§ THE TASK
All lines from the entries below that contain the string "SignalKind" should be copied out.
===== EXERCISE MATERIALS
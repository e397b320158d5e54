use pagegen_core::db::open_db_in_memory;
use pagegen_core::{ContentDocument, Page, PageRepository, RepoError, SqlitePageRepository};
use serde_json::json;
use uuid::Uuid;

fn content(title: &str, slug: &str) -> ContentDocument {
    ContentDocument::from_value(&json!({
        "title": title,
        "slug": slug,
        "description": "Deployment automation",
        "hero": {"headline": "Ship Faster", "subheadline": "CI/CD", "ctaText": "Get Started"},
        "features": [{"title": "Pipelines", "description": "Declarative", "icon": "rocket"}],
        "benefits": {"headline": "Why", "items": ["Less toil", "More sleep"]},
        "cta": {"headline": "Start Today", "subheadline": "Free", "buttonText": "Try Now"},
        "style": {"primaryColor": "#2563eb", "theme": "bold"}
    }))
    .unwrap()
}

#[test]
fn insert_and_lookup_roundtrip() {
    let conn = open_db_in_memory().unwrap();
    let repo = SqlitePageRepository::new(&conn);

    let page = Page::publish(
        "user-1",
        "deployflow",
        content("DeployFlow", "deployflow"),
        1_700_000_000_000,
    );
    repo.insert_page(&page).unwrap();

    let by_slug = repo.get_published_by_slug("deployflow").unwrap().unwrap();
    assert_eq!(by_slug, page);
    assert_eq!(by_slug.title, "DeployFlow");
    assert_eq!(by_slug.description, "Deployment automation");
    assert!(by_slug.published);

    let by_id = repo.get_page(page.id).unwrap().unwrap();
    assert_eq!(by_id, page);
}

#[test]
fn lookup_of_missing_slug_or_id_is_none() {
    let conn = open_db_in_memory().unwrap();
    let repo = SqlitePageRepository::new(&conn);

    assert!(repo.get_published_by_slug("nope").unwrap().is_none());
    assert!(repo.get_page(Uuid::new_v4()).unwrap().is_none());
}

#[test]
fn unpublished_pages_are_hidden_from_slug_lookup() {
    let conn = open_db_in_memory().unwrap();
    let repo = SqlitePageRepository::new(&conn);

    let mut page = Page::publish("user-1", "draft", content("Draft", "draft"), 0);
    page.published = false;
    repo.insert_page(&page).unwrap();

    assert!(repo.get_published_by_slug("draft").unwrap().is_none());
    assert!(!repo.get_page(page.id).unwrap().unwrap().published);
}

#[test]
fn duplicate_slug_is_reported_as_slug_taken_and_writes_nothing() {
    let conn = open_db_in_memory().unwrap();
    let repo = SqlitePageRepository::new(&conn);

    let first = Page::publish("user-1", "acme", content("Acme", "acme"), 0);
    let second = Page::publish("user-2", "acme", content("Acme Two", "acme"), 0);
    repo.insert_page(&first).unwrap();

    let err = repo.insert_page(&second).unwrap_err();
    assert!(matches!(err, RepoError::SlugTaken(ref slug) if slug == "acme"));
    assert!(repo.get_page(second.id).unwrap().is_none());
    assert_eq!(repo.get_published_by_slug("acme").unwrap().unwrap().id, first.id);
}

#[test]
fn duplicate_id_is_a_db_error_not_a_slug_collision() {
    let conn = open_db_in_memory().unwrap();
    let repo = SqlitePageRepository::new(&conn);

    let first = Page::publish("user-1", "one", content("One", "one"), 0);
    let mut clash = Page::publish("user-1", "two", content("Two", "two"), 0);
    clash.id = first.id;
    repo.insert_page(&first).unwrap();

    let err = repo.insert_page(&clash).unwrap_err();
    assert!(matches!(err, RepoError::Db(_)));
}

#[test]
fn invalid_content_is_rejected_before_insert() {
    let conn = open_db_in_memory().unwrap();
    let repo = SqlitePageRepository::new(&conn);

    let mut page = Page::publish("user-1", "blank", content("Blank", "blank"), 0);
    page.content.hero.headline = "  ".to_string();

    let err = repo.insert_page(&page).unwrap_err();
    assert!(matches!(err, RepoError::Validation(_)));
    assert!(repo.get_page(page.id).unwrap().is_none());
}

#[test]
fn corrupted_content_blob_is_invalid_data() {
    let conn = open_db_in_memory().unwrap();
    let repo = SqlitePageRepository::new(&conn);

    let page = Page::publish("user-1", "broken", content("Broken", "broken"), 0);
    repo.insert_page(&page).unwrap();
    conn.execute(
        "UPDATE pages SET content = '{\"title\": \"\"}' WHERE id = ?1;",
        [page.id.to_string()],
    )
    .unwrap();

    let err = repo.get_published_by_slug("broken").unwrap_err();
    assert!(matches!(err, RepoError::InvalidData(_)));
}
==========
===== EXERCISE MATERIALS
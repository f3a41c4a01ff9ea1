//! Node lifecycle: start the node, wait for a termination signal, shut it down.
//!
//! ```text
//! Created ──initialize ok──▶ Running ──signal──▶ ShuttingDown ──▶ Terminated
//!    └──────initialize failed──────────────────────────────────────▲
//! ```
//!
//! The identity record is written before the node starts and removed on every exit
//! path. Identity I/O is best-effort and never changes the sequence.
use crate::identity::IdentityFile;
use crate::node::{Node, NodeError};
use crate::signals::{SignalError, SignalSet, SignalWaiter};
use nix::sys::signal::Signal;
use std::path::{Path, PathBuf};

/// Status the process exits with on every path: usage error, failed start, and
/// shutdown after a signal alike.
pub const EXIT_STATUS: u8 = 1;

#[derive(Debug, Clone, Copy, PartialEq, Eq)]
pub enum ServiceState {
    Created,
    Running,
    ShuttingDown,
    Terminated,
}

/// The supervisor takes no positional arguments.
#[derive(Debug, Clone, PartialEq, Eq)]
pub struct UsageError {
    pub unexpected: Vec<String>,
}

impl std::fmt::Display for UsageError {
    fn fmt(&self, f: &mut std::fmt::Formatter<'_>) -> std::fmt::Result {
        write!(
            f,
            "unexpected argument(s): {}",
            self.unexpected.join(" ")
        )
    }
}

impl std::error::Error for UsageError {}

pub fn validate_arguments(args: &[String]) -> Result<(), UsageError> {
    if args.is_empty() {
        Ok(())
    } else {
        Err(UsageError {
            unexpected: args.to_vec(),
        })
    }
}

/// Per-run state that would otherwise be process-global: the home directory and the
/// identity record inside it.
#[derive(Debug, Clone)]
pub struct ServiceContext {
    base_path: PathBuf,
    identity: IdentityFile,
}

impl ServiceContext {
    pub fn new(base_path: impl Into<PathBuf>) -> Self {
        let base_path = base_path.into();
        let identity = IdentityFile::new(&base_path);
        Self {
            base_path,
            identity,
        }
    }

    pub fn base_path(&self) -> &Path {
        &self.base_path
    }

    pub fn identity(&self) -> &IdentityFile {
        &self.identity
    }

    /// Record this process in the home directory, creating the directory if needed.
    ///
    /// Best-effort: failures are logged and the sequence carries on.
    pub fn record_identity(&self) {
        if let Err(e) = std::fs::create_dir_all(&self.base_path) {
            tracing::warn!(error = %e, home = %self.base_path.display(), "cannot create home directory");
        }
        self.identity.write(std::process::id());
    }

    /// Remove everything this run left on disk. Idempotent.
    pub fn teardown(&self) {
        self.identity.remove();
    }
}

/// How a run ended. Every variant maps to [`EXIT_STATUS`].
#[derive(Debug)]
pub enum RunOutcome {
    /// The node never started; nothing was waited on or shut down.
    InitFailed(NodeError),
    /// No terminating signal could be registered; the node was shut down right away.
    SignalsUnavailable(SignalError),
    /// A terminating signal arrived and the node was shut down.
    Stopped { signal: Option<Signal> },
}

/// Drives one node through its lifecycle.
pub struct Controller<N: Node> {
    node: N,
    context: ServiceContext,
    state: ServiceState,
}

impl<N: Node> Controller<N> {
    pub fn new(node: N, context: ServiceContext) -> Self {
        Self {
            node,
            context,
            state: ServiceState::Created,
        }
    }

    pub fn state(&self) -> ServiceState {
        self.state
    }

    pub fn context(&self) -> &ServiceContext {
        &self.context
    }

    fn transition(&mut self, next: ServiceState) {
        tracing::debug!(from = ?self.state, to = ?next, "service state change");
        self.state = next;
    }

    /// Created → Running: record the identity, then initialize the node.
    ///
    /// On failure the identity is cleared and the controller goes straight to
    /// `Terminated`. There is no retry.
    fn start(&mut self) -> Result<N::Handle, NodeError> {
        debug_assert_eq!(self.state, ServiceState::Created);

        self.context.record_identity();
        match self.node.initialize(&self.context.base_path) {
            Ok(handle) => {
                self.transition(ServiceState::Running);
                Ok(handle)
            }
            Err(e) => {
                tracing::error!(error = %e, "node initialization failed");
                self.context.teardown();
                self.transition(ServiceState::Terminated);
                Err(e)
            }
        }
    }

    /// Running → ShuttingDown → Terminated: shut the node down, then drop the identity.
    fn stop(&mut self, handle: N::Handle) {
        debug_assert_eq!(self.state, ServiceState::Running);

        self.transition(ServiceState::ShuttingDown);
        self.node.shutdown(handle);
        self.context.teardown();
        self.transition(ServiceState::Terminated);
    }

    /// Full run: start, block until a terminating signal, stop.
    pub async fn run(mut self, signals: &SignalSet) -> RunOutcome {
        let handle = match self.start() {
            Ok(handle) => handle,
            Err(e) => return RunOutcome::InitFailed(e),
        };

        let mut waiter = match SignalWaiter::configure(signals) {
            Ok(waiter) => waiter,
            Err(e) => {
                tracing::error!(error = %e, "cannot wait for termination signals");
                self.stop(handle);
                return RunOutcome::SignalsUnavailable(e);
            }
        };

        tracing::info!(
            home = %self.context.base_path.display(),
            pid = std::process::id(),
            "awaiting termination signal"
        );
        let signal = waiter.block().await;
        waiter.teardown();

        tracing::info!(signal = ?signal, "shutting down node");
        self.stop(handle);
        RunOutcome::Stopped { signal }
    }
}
==========
===== EXERCISE MATERIALS
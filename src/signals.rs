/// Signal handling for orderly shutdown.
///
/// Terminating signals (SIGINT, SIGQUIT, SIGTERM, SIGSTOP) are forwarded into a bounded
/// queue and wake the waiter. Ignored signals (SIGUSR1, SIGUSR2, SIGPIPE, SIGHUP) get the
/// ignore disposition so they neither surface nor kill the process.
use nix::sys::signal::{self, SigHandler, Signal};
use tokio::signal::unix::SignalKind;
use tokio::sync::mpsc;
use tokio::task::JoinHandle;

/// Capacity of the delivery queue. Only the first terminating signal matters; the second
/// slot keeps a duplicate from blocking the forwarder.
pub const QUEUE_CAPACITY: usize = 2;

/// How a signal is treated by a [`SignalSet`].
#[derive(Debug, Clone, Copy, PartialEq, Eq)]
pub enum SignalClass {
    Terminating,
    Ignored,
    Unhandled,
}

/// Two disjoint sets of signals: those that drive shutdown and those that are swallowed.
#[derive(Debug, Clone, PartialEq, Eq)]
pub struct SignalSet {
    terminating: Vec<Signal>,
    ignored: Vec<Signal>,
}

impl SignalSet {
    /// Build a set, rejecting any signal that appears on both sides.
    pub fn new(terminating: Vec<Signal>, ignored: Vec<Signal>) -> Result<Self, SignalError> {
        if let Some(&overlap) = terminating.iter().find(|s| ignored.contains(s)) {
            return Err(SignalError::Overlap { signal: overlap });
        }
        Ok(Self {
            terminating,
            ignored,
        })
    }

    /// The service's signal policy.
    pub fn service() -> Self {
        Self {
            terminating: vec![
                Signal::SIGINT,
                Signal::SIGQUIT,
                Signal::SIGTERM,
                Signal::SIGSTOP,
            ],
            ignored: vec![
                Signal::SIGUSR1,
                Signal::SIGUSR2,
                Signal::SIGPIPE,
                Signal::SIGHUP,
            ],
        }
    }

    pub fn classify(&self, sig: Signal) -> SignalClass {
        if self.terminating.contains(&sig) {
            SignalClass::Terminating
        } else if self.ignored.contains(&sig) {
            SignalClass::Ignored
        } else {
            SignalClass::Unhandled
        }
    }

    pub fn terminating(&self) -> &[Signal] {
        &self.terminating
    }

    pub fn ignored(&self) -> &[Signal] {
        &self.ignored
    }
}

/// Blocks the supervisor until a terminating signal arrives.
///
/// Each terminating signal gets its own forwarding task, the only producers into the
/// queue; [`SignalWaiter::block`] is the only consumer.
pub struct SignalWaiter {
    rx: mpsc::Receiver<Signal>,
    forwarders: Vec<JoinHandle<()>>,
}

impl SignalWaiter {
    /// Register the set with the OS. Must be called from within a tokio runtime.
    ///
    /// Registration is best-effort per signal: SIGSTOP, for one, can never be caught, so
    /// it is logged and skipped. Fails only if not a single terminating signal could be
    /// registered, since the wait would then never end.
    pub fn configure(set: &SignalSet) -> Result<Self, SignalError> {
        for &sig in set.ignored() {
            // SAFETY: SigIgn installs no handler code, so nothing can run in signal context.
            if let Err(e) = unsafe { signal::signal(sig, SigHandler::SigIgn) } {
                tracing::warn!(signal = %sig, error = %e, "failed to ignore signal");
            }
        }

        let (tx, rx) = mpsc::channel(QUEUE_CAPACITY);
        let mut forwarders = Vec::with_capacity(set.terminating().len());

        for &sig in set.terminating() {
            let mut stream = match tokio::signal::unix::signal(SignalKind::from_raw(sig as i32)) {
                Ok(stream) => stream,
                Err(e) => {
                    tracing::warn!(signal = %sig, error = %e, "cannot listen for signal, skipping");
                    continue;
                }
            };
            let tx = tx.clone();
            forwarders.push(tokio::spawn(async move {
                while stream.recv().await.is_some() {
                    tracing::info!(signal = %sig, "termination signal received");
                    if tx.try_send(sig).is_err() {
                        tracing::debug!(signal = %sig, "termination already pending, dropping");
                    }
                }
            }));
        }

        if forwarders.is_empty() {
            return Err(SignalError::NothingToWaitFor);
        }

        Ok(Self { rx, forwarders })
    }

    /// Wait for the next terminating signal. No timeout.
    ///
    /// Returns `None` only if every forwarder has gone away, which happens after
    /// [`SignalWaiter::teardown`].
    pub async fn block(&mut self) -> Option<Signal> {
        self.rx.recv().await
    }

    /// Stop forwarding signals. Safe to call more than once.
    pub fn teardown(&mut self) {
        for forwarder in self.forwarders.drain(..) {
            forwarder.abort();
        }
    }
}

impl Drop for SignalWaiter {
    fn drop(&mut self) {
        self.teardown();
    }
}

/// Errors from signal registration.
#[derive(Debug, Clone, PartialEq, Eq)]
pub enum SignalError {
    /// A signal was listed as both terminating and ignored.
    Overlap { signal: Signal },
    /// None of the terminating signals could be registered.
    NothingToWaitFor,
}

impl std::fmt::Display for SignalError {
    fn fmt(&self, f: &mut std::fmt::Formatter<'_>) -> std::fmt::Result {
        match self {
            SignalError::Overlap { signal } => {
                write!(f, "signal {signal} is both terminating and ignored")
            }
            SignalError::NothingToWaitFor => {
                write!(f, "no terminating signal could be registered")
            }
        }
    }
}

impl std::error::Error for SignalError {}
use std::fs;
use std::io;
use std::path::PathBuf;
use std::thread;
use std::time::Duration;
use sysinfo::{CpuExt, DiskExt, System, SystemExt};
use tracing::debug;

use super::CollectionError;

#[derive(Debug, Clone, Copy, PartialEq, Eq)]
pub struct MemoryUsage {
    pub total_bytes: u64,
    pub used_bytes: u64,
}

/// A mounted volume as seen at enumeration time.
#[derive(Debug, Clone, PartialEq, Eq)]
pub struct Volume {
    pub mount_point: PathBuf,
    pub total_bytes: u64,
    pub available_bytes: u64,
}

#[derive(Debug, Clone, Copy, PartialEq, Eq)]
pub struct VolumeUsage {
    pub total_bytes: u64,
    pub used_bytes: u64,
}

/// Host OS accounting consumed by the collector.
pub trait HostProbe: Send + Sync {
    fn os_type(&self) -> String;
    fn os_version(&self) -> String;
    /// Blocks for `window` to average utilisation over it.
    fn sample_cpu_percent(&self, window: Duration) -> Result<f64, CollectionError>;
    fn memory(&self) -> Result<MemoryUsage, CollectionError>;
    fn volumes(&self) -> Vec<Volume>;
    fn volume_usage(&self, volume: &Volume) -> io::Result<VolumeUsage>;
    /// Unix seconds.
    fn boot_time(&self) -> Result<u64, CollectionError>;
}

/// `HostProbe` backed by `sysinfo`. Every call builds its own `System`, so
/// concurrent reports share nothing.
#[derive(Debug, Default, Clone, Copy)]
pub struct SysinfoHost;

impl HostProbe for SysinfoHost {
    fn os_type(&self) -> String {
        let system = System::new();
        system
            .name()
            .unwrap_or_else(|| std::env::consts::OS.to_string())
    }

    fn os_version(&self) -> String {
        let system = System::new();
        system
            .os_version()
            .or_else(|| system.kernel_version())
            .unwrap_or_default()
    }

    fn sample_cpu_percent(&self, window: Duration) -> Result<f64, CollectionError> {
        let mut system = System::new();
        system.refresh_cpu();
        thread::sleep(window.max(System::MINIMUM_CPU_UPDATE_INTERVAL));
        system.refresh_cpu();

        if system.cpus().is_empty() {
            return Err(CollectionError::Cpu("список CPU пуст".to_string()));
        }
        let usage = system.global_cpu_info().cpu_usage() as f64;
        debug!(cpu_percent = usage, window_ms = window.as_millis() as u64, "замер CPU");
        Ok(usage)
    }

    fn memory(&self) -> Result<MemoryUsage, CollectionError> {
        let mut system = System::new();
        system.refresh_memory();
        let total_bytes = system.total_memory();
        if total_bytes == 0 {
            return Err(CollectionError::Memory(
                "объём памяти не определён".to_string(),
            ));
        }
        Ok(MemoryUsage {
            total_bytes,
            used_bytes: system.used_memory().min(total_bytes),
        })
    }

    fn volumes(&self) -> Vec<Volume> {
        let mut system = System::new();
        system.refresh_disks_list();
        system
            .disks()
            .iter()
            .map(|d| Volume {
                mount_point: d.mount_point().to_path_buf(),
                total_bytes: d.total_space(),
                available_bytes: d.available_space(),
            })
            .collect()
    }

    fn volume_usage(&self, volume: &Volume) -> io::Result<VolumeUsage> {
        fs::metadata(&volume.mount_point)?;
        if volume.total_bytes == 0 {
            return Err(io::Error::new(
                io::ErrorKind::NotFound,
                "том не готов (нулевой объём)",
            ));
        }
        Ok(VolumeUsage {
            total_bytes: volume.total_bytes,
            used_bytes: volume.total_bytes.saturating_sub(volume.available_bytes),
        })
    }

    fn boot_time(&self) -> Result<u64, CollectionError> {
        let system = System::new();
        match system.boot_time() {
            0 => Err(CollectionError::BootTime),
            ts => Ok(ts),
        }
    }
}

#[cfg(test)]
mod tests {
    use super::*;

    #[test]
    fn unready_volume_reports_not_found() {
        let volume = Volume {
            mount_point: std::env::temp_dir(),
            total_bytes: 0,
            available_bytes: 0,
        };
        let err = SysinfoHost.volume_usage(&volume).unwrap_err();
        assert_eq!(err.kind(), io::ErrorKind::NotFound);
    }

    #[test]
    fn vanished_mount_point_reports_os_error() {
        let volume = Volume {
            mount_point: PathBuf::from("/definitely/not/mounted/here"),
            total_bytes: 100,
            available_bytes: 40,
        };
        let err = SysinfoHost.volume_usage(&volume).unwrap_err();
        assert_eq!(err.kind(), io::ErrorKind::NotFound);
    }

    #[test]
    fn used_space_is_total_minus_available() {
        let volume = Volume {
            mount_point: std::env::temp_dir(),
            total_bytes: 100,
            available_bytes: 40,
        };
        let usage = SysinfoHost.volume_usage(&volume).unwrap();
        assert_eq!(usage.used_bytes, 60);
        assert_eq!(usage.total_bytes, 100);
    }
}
==========
§ RESULT
use tokio::signal::unix::SignalKind;
            let mut stream = match tokio::signal::unix::signal(SignalKind::from_raw(sig as i32)) {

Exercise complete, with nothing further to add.